Leander ISD reported the allegations to the Texas Education Agency, but there’s no indication that officials at the school notified their counterparts in Lampasas before Myers began working there, and the TEA took no further action in his case. According to Richard Carlson, a professor at South Texas College of Law Houston, schools in the state aren’t required to report when former employees have left because of misconduct. “In general, employers don’t have any duty to call [future] employers, even when they know another employer has hired this person,” he said. “For a lot of employers, this presents a dilemma, because maybe they’re troubled by the employee’s conduct, but at the same time, they worry about the prospect of either a defamation lawsuit or a discrimination lawsuit.” Employers, he noted, are “litigation-averse,” even when they believe they’ll win at trial. “Winning could still cost them tens of thousands of dollars,” he said. To avoid that cost, Carlson explained, many schools won’t comment on the performance of past employees other than to verify the individuals’ start and end dates at the institution. Vanguard’s statement said the school did not track Myers’s employment over the years and said he “would not have been recommended to the best of our knowledge if contacted by another school.”

Vanguard, according to the statement, “did not discourage any student or family from contacting any of Myers’ employers—it was up to each of them whether they wished to share their knowledge with anyone in the public realm.”

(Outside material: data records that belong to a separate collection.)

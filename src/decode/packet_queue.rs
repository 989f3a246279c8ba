use std::collections::VecDeque;
use std::mem;
use std::sync::Arc;
use std::sync::atomic::{AtomicBool, Ordering};

use parking_lot::{Condvar, Mutex};

use crate::clock::SerialCell;
use crate::media::Packet;

/// Fixed bookkeeping cost charged per queued entry on top of payload bytes.
const PACKET_OVERHEAD: usize = mem::size_of::<Packet>();

/// An entry handed out by [`PacketQueue::get`].
#[derive(Debug)]
pub enum PacketItem {
    /// A demuxed packet tagged with the serial in effect when it was queued.
    Packet { packet: Packet, serial: i32 },
    /// Discontinuity barrier: discard codec state, subsequent packets carry
    /// `serial`.
    Flush { serial: i32 },
}

impl PacketItem {
    pub fn serial(&self) -> i32 {
        match self {
            PacketItem::Packet { serial, .. } => *serial,
            PacketItem::Flush { serial } => *serial,
        }
    }
}

pub enum PacketGet {
    Item(PacketItem),
    Aborted,
    /// Non-blocking get on an empty queue.
    Empty,
}

struct QueueInner {
    items: VecDeque<PacketItem>,
    nb_packets: usize,
    size: usize,
    /// Sum of packet durations, in the stream time base.
    duration: i64,
    serial: i32,
}

/// FIFO of demuxed packets shared between the reader and one decoder.
///
/// Every entry carries the serial current at enqueue time; enqueueing a
/// flush barrier bumps the serial, which is how consumers detect packets
/// that predate a seek.
pub struct PacketQueue {
    inner: Mutex<QueueInner>,
    cond: Condvar,
    abort: Arc<AtomicBool>,
    serial_cell: Arc<SerialCell>,
}

impl PacketQueue {
    /// Queues start out aborted; `start` makes them usable.
    pub fn new() -> Self {
        Self {
            inner: Mutex::new(QueueInner {
                items: VecDeque::new(),
                nb_packets: 0,
                size: 0,
                duration: 0,
                serial: 0,
            }),
            cond: Condvar::new(),
            abort: Arc::new(AtomicBool::new(true)),
            serial_cell: SerialCell::new(0),
        }
    }

    /// Shared abort flag, also observed by the paired frame queue.
    pub fn abort_flag(&self) -> Arc<AtomicBool> {
        Arc::clone(&self.abort)
    }

    /// Live serial handle for clocks.
    pub fn serial_cell(&self) -> Arc<SerialCell> {
        Arc::clone(&self.serial_cell)
    }

    pub fn put(&self, packet: Packet) -> Result<(), ()> {
        if self.abort.load(Ordering::Acquire) {
            return Err(());
        }
        let mut inner = self.inner.lock();
        let serial = inner.serial;
        inner.nb_packets += 1;
        inner.size += packet.data.len() + PACKET_OVERHEAD;
        inner.duration += packet.duration;
        inner.items.push_back(PacketItem::Packet { packet, serial });
        self.cond.notify_one();
        Ok(())
    }

    /// Enqueue a flush barrier and bump the serial. Returns the new serial.
    pub fn put_flush(&self) -> i32 {
        let mut inner = self.inner.lock();
        inner.serial += 1;
        let serial = inner.serial;
        self.serial_cell.set(serial);
        inner.nb_packets += 1;
        inner.size += PACKET_OVERHEAD;
        inner.items.push_back(PacketItem::Flush { serial });
        self.cond.notify_one();
        serial
    }

    pub fn get(&self, block: bool) -> PacketGet {
        let mut inner = self.inner.lock();
        loop {
            if self.abort.load(Ordering::Acquire) {
                return PacketGet::Aborted;
            }
            if let Some(item) = inner.items.pop_front() {
                inner.nb_packets -= 1;
                match &item {
                    PacketItem::Packet { packet, .. } => {
                        inner.size -= packet.data.len() + PACKET_OVERHEAD;
                        inner.duration -= packet.duration;
                    }
                    PacketItem::Flush { .. } => inner.size -= PACKET_OVERHEAD,
                }
                return PacketGet::Item(item);
            }
            if !block {
                return PacketGet::Empty;
            }
            self.cond.wait(&mut inner);
        }
    }

    /// Drop all queued entries. Leaves the serial untouched.
    pub fn flush(&self) {
        let mut inner = self.inner.lock();
        inner.items.clear();
        inner.nb_packets = 0;
        inner.size = 0;
        inner.duration = 0;
    }

    /// Clear abort and open a fresh epoch.
    pub fn start(&self) {
        self.abort.store(false, Ordering::Release);
        self.put_flush();
    }

    pub fn abort(&self) {
        self.abort.store(true, Ordering::Release);
        let _inner = self.inner.lock();
        self.cond.notify_all();
    }

    pub fn is_aborted(&self) -> bool {
        self.abort.load(Ordering::Acquire)
    }

    pub fn nb_packets(&self) -> usize {
        self.inner.lock().nb_packets
    }

    pub fn size(&self) -> usize {
        self.inner.lock().size
    }

    /// Queued duration in the stream time base.
    pub fn duration(&self) -> i64 {
        self.inner.lock().duration
    }

    pub fn serial(&self) -> i32 {
        self.inner.lock().serial
    }
}

impl Default for PacketQueue {
    fn default() -> Self {
        Self::new()
    }
}

#[cfg(test)]
mod tests {
    use super::*;
    use std::sync::Arc;
    use std::thread;
    use std::time::Duration;

    fn packet(bytes: usize, duration: i64) -> Packet {
        Packet {
            stream_index: 0,
            data: Arc::new(vec![0u8; bytes]),
            pts: Some(0),
            dts: Some(0),
            duration,
            pos: -1,
        }
    }

    #[test]
    fn put_fails_until_started() {
        let q = PacketQueue::new();
        assert!(q.put(packet(10, 1)).is_err());
        q.start();
        assert!(q.put(packet(10, 1)).is_ok());
    }

    #[test]
    fn counters_track_puts_and_gets() {
        let q = PacketQueue::new();
        q.start();
        // Drain the barrier from start().
        assert!(matches!(
            q.get(true),
            PacketGet::Item(PacketItem::Flush { .. })
        ));

        q.put(packet(100, 10)).unwrap();
        q.put(packet(50, 5)).unwrap();
        assert_eq!(q.nb_packets(), 2);
        assert_eq!(q.size(), 150 + 2 * PACKET_OVERHEAD);
        assert_eq!(q.duration(), 15);

        match q.get(true) {
            PacketGet::Item(PacketItem::Packet { packet, serial }) => {
                assert_eq!(packet.data.len(), 100);
                assert_eq!(serial, 1);
            }
            _ => panic!("expected a packet"),
        }
        assert_eq!(q.nb_packets(), 1);
        assert_eq!(q.size(), 50 + PACKET_OVERHEAD);
        assert_eq!(q.duration(), 5);
    }

    #[test]
    fn flush_barrier_bumps_serial_for_later_packets() {
        let q = PacketQueue::new();
        q.start();
        q.put(packet(1, 0)).unwrap();
        let new_serial = q.put_flush();
        q.put(packet(1, 0)).unwrap();

        assert_eq!(new_serial, 2);
        assert_eq!(q.serial(), 2);
        assert_eq!(q.serial_cell().get(), 2);

        // start barrier, old packet, new barrier, new packet
        let serials: Vec<i32> = std::iter::from_fn(|| match q.get(false) {
            PacketGet::Item(item) => Some(item.serial()),
            _ => None,
        })
        .collect();
        assert_eq!(serials, vec![1, 1, 2, 2]);
    }

    #[test]
    fn flush_drops_content_but_keeps_serial() {
        let q = PacketQueue::new();
        q.start();
        q.put(packet(10, 3)).unwrap();
        let serial = q.serial();
        q.flush();
        assert_eq!(q.nb_packets(), 0);
        assert_eq!(q.size(), 0);
        assert_eq!(q.duration(), 0);
        assert_eq!(q.serial(), serial);
        assert!(matches!(q.get(false), PacketGet::Empty));
    }

    #[test]
    fn abort_wakes_blocked_getter() {
        let q = Arc::new(PacketQueue::new());
        q.start();
        // Drain the start barrier so the getter actually blocks.
        q.get(true);

        let q2 = Arc::clone(&q);
        let handle = thread::spawn(move || matches!(q2.get(true), PacketGet::Aborted));
        thread::sleep(Duration::from_millis(20));
        q.abort();
        assert!(handle.join().unwrap());
    }
}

And so, in 2017, administrators at Lampasas High School, seemingly unaware of the complaints against Myers, hired him to coach its girls basketball team.


When Anna Albright encountered Myers in that gym in the north Austin suburb of Leander, after decades of not seeing her former coach, she calmed herself by searching for information about Myers’s recent arrest. She learned that the allegations involved two student athletes who played for him at Lampasas, in what appeared to her to be part of a pattern of behavior. 

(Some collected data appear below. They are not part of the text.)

//! Deterministic in-memory media backend.
//!
//! `synth:` URLs describe a clip; the demuxer emits timestamped packets in
//! decode order and the codecs turn them into sine audio, flat-shaded
//! pictures and numbered text cues. Exists so the player core can run and
//! be tested end to end without a container or codec library.
//!
//! URL grammar: `synth:dur=5,fps=30,w=320,h=240,pix=yuv420p,rate=48000,`
//! `ch=2,tone=440,subs=1,art=0,realtime=0,vbytes=4096` (all keys optional).

use std::sync::Arc;
use std::sync::atomic::AtomicBool;
use std::time::Instant;

use super::{
    AudioData, DecodePoll, DecodedFrame, Demuxer, MediaError, MediaOpener, MediaOptions, Packet,
    Picture, PixelFormat, SeekTarget, SendStatus, StreamDecoder, StreamInfo, StreamKind,
    StreamParams, SubtitleData, TIME_BASE_MICROS, TimeBase, VideoData,
};

const VIDEO_TIME_BASE: TimeBase = TimeBase::new(1, 90000);
const AUDIO_FRAME_SAMPLES: usize = 1024;
const SUBTITLE_PERIOD_SECS: f64 = 1.0;
const SUBTITLE_DISPLAY_MS: u32 = 800;

/// Parsed description of a synthetic clip.
#[derive(Clone, Debug)]
pub struct SynthSpec {
    pub duration_secs: f64,
    pub video: bool,
    pub audio: bool,
    pub subtitles: bool,
    pub fps: f64,
    pub width: u32,
    pub height: u32,
    pub pixel_format: PixelFormat,
    pub sample_rate: u32,
    pub channels: u16,
    pub tone_hz: f64,
    /// Embed the first video frame as an attached picture instead of a
    /// regular video stream.
    pub attached_art: bool,
    pub realtime: bool,
    /// Padded payload size of video packets, to exercise queue limits.
    pub video_packet_bytes: usize,
}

Monica Fineman, a junior at the school, said Myers began scouting her games when she was in eighth grade, and recruited her for his club team, Phoenix Select. (Her name has been changed to protect her privacy as someone who experienced childhood sexual harassment.) Her freshman year, she played for both the club program and Lampasas’s junior varsity squad. As a sophomore, she was selected for the varsity team. That, she said, is when things with Myers got weird. 

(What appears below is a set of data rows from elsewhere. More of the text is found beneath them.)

use std::sync::Arc;

use tracing::{debug, warn};

use crate::clock::{NOSYNC_THRESHOLD, SerialCell};
use crate::media::{
    DecodePoll, DecodedFrame, Packet, SendStatus, StreamDecoder, StreamInfo, StreamParams,
    TimeBase,
};
use crate::playback::frame::Frame;
use crate::playback::frame_queue::FrameQueue;
use crate::playback::sync::SyncState;

use super::ReadSignal;
use super::packet_queue::{PacketGet, PacketItem, PacketQueue};

/// Per-stream decode driver: pulls serial-tagged packets from the queue,
/// feeds the codec, and tracks the drain watermark.
pub struct Decoder {
    codec: Box<dyn StreamDecoder>,
    queue: Arc<PacketQueue>,
    pkt_serial: i32,
    /// Serial at which this decoder ran dry; 0 while still producing.
    finished: Arc<SerialCell>,
    /// Packet the codec refused while full, retried after draining output.
    pending: Option<Packet>,
    start_pts: Option<i64>,
    start_pts_tb: TimeBase,
    next_pts: Option<i64>,
    next_pts_tb: TimeBase,
    empty_queue_signal: Arc<ReadSignal>,
}

impl Decoder {
    pub fn new(
        codec: Box<dyn StreamDecoder>,
        queue: Arc<PacketQueue>,
        empty_queue_signal: Arc<ReadSignal>,
    ) -> Self {
        Self {
            codec,
            queue,
            pkt_serial: -1,
            finished: SerialCell::new(0),
            pending: None,
            start_pts: None,
            start_pts_tb: TimeBase::new(1, 1),
            next_pts: None,
            next_pts_tb: TimeBase::new(1, 1),
            empty_queue_signal,
        }
    }

    /// For streams with packet-implicit timing: where pts continuation
    /// restarts after each flush.
    pub fn set_start_pts(&mut self, pts: Option<i64>, tb: TimeBase) {
        self.start_pts = pts;
        self.start_pts_tb = tb;
    }

    pub fn pkt_serial(&self) -> i32 {
        self.pkt_serial
    }

    pub fn finished_cell(&self) -> Arc<SerialCell> {
        Arc::clone(&self.finished)
    }

    pub fn queue(&self) -> &Arc<PacketQueue> {
        &self.queue
    }

    /// Produce the next decoded frame.
    ///
    /// `Ok(None)` means the codec drained at the current serial; the next
    /// call blocks for a fresh packet or flush barrier. `Err(())` is abort.
    pub fn decode_next(&mut self) -> Result<Option<DecodedFrame>, ()> {
        loop {
            // Drain the codec while its output belongs to the live epoch.
            if self.queue.serial() == self.pkt_serial {
                loop {
                    if self.queue.is_aborted() {
                        return Err(());
                    }
                    match self.codec.receive() {
                        Ok(DecodePoll::Frame(frame)) => return Ok(Some(frame)),
                        Ok(DecodePoll::Pending) => break,
                        Ok(DecodePoll::Drained) => {
                            self.finished.set(self.pkt_serial);
                            self.codec.reset();
                            return Ok(None);
                        }
                        Err(err) => {
                            warn!(%err, "decoder receive failed, skipping");
                            break;
                        }
                    }
                }
            }

            // Fetch a packet from the live epoch.
            let packet = loop {
                if self.queue.nb_packets() == 0 {
                    self.empty_queue_signal.notify();
                }
                let item = match self.pending.take() {
                    Some(packet) => PacketItem::Packet {
                        packet,
                        serial: self.pkt_serial,
                    },
                    None => match self.queue.get(true) {
                        PacketGet::Item(item) => item,
                        PacketGet::Aborted => return Err(()),
                        PacketGet::Empty => unreachable!("blocking get never returns empty"),
                    },
                };
                match item {
                    PacketItem::Flush { serial } => {
                        debug!(serial, "decoder flush");
                        self.codec.reset();
                        self.finished.set(0);
                        self.pkt_serial = serial;
                        self.next_pts = self.start_pts;
                        self.next_pts_tb = self.start_pts_tb;
                    }
                    PacketItem::Packet { packet, serial } => {
                        self.pkt_serial = serial;
                        if serial == self.queue.serial() {
                            break packet;
                        }
                        // Stale packet from before the last seek.
                    }
                }
            };

            if packet.is_drain() {
                if let Err(err) = self.codec.send(None) {
                    warn!(%err, "decoder drain request failed");
                }
            } else {
                match self.codec.send(Some(&packet)) {
                    Ok(SendStatus::Accepted) => {}
                    Ok(SendStatus::Full) => {
                        // Codec wants its output drained first; retry the
                        // same packet after the next receive pass.
                        self.pending = Some(packet);
                    }
                    Err(err) => {
                        warn!(%err, "packet failed to decode, dropping");
                    }
                }
            }
        }
    }
}

/// Audio decode loop: rescales codec timestamps into sample counts and
/// continues missing timestamps from the previous frame.
pub fn audio_worker(mut dec: Decoder, frames: Arc<FrameQueue>, stream: StreamInfo) {
    let tb = stream.time_base;
    loop {
        match dec.decode_next() {
            Err(()) => break,
            Ok(None) => continue,
            Ok(Some(DecodedFrame::Audio(data))) => {
                let sample_tb = TimeBase::new(1, data.sample_rate as i32);
                let pts_samples = match data.pts {
                    Some(pts) => Some(tb.rescale(pts, sample_tb)),
                    None => dec
                        .next_pts
                        .map(|next| dec.next_pts_tb.rescale(next, sample_tb)),
                };
                if let Some(pts) = pts_samples {
                    dec.next_pts = Some(pts + data.nb_samples() as i64);
                    dec.next_pts_tb = sample_tb;
                }

                let pts = pts_samples
                    .map(|p| p as f64 * sample_tb.as_f64())
                    .unwrap_or(f64::NAN);
                let duration = data.nb_samples() as f64 / data.sample_rate as f64;
                let pos = data.pos;
                let serial = dec.pkt_serial();
                if frames
                    .push(Frame::audio(data, pts, duration, pos, serial))
                    .is_err()
                {
                    break;
                }
            }
            Ok(Some(_)) => warn!("audio decoder produced a non-audio frame"),
        }
    }
    debug!("audio decode worker exiting");
}

/// Video decode loop, including the early drop of frames that are already
/// late when they leave the codec.
pub fn video_worker(
    mut dec: Decoder,
    frames: Arc<FrameQueue>,
    sync: Arc<SyncState>,
    stream: StreamInfo,
    decoder_reorder_pts: i32,
) {
    let tb = stream.time_base;
    let frame_rate = match stream.params {
        StreamParams::Video { frame_rate, .. } => frame_rate,
        _ => 0.0,
    };
    let frame_duration = if frame_rate > 0.0 { 1.0 / frame_rate } else { 0.0 };

    loop {
        match dec.decode_next() {
            Err(()) => break,
            Ok(None) => continue,
            Ok(Some(DecodedFrame::Video(video))) => {
                let chosen = match decoder_reorder_pts {
                    -1 => video.best_effort_ts,
                    0 => video.pkt_dts,
                    _ => video.pts,
                };
                let pts = chosen.map(|p| p as f64 * tb.as_f64()).unwrap_or(f64::NAN);

                if !pts.is_nan() && sync.drop_frames() {
                    let diff = pts - sync.master_clock();
                    if !diff.is_nan()
                        && diff.abs() < NOSYNC_THRESHOLD
                        && diff < 0.0
                        && dec.pkt_serial() == sync.vidclk.serial()
                        && dec.queue().nb_packets() != 0
                    {
                        sync.frame_drops_early
                            .fetch_add(1, std::sync::atomic::Ordering::Relaxed);
                        continue;
                    }
                }

                let serial = dec.pkt_serial();
                if frames
                    .push(Frame::video(
                        video.picture,
                        pts,
                        frame_duration,
                        video.pos,
                        serial,
                    ))
                    .is_err()
                {
                    break;
                }
            }
            Ok(Some(_)) => warn!("video decoder produced a non-video frame"),
        }
    }
    debug!("video decode worker exiting");
}

/// Subtitle decode loop. Timestamps arrive in microseconds.
pub fn subtitle_worker(mut dec: Decoder, frames: Arc<FrameQueue>) {
    loop {
        match dec.decode_next() {
            Err(()) => break,
            Ok(None) => continue,
            Ok(Some(DecodedFrame::Subtitle(sub))) => {
                let pts = sub.pts.map(|p| p as f64 / 1e6).unwrap_or(0.0);
                let serial = dec.pkt_serial();
                if frames.push(Frame::subtitle(sub, pts, serial)).is_err() {
                    break;
                }
            }
            Ok(Some(_)) => warn!("subtitle decoder produced a non-subtitle frame"),
        }
    }
    debug!("subtitle decode worker exiting");
}

#[cfg(test)]
mod tests {
    use super::*;
    use crate::media::MediaError;
    use std::collections::VecDeque;

    /// Echoes packet payload length as a one-item "frame" per packet and
    /// honors drain semantics.
    struct StubCodec {
        ready: VecDeque<usize>,
        draining: bool,
    }

    impl StubCodec {
        fn new() -> Self {
            Self {
                ready: VecDeque::new(),
                draining: false,
            }
        }
    }

    impl StreamDecoder for StubCodec {
        fn send(&mut self, packet: Option<&Packet>) -> Result<SendStatus, MediaError> {
            match packet {
                Some(p) => {
                    if !self.ready.is_empty() {
                        return Ok(SendStatus::Full);
                    }
                    self.ready.push_back(p.data.len());
                    Ok(SendStatus::Accepted)
                }
                None => {
                    self.draining = true;
                    Ok(SendStatus::Accepted)
                }
            }
        }

        fn receive(&mut self) -> Result<DecodePoll, MediaError> {
            if let Some(len) = self.ready.pop_front() {
                return Ok(DecodePoll::Frame(DecodedFrame::Subtitle(
                    crate::media::SubtitleData {
                        text: format!("{len}"),
                        pts: Some(0),
                        start_display_ms: 0,
                        end_display_ms: 100,
                    },
                )));
            }
            if self.draining {
                self.draining = false;
                Ok(DecodePoll::Drained)
            } else {
                Ok(DecodePoll::Pending)
            }
        }

        fn reset(&mut self) {
            self.ready.clear();
            self.draining = false;
        }
    }

    fn packet(len: usize) -> Packet {
        Packet {
            stream_index: 0,
            data: Arc::new(vec![0u8; len]),
            pts: Some(0),
            dts: Some(0),
            duration: 1,
            pos: -1,
        }
    }

    fn decoder(queue: &Arc<PacketQueue>) -> Decoder {
        Decoder::new(
            Box::new(StubCodec::new()),
            Arc::clone(queue),
            Arc::new(ReadSignal::new()),
        )
    }

    #[test]
    fn decodes_packets_in_order() {
        let queue = Arc::new(PacketQueue::new());
        queue.start();
        queue.put(packet(3)).unwrap();
        queue.put(packet(7)).unwrap();

        let mut dec = decoder(&queue);
        for expected in ["3", "7"] {
            match dec.decode_next() {
                Ok(Some(DecodedFrame::Subtitle(s))) => assert_eq!(s.text, expected),
                _ => panic!("expected a decoded frame"),
            }
        }
        assert_eq!(dec.pkt_serial(), 1);
    }

    #[test]
    fn drain_packet_sets_finished_watermark() {
        let queue = Arc::new(PacketQueue::new());
        queue.start();
        queue.put(packet(1)).unwrap();
        queue.put(Packet::drain(0)).unwrap();

        let mut dec = decoder(&queue);
        let finished = dec.finished_cell();

        assert!(matches!(dec.decode_next(), Ok(Some(_))));
        assert!(matches!(dec.decode_next(), Ok(None)));
        assert_eq!(finished.get(), queue.serial());
    }

    #[test]
    fn stale_packets_are_skipped_after_flush() {
        let queue = Arc::new(PacketQueue::new());
        queue.start();
        queue.put(packet(1)).unwrap();
        queue.put(packet(2)).unwrap();
        // Seek: everything above predates the new epoch.
        queue.put_flush();
        queue.put(packet(9)).unwrap();

        let mut dec = decoder(&queue);
        match dec.decode_next() {
            Ok(Some(DecodedFrame::Subtitle(s))) => assert_eq!(s.text, "9"),
            _ => panic!("expected the post-flush packet"),
        }
        assert_eq!(dec.pkt_serial(), queue.serial());
    }

    #[test]
    fn flush_resets_finished_watermark() {
        let queue = Arc::new(PacketQueue::new());
        queue.start();
        queue.put(Packet::drain(0)).unwrap();

        let mut dec = decoder(&queue);
        let finished = dec.finished_cell();
        assert!(matches!(dec.decode_next(), Ok(None)));
        assert_eq!(finished.get(), 1);

        queue.put_flush();
        queue.put(packet(5)).unwrap();
        assert!(matches!(dec.decode_next(), Ok(Some(_))));
        assert_eq!(finished.get(), 0);
    }

    #[test]
    fn abort_exits_decode() {
        let queue = Arc::new(PacketQueue::new());
        queue.start();
        queue.abort();

        let mut dec = decoder(&queue);
        assert!(dec.decode_next().is_err());
    }
}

The two agreed to meet for a one-on-one training session, Fineman said, and she arrived early. She had recently gotten into trouble at school, she said, and Myers decided to discipline her for it. He told her he was glad she was early because it gave them time to discuss her punishment. He gave her two options: “He said, ‘You can run four or five miles, like what the football boys do, but I don’t want to stand there and watch you do that,’ ” she recalled. “I was like, ‘Okay . . . do you want me to run or not?’ ”

The other option, she said, involved trying out a new use for Phoenix Select–branded face masks that players had worn during the pandemic. The masks resembled neck gaiters, and Myers told Fineman he was trying to decide if it would be appropriate for the eighth-grade players to wear them as tube tops. “He asked me . . . to put [one] on, so he could see what it looked like,” she said. “So for my punishment, that’s what he made me do.” Myers denied asking Fineman to model the garment.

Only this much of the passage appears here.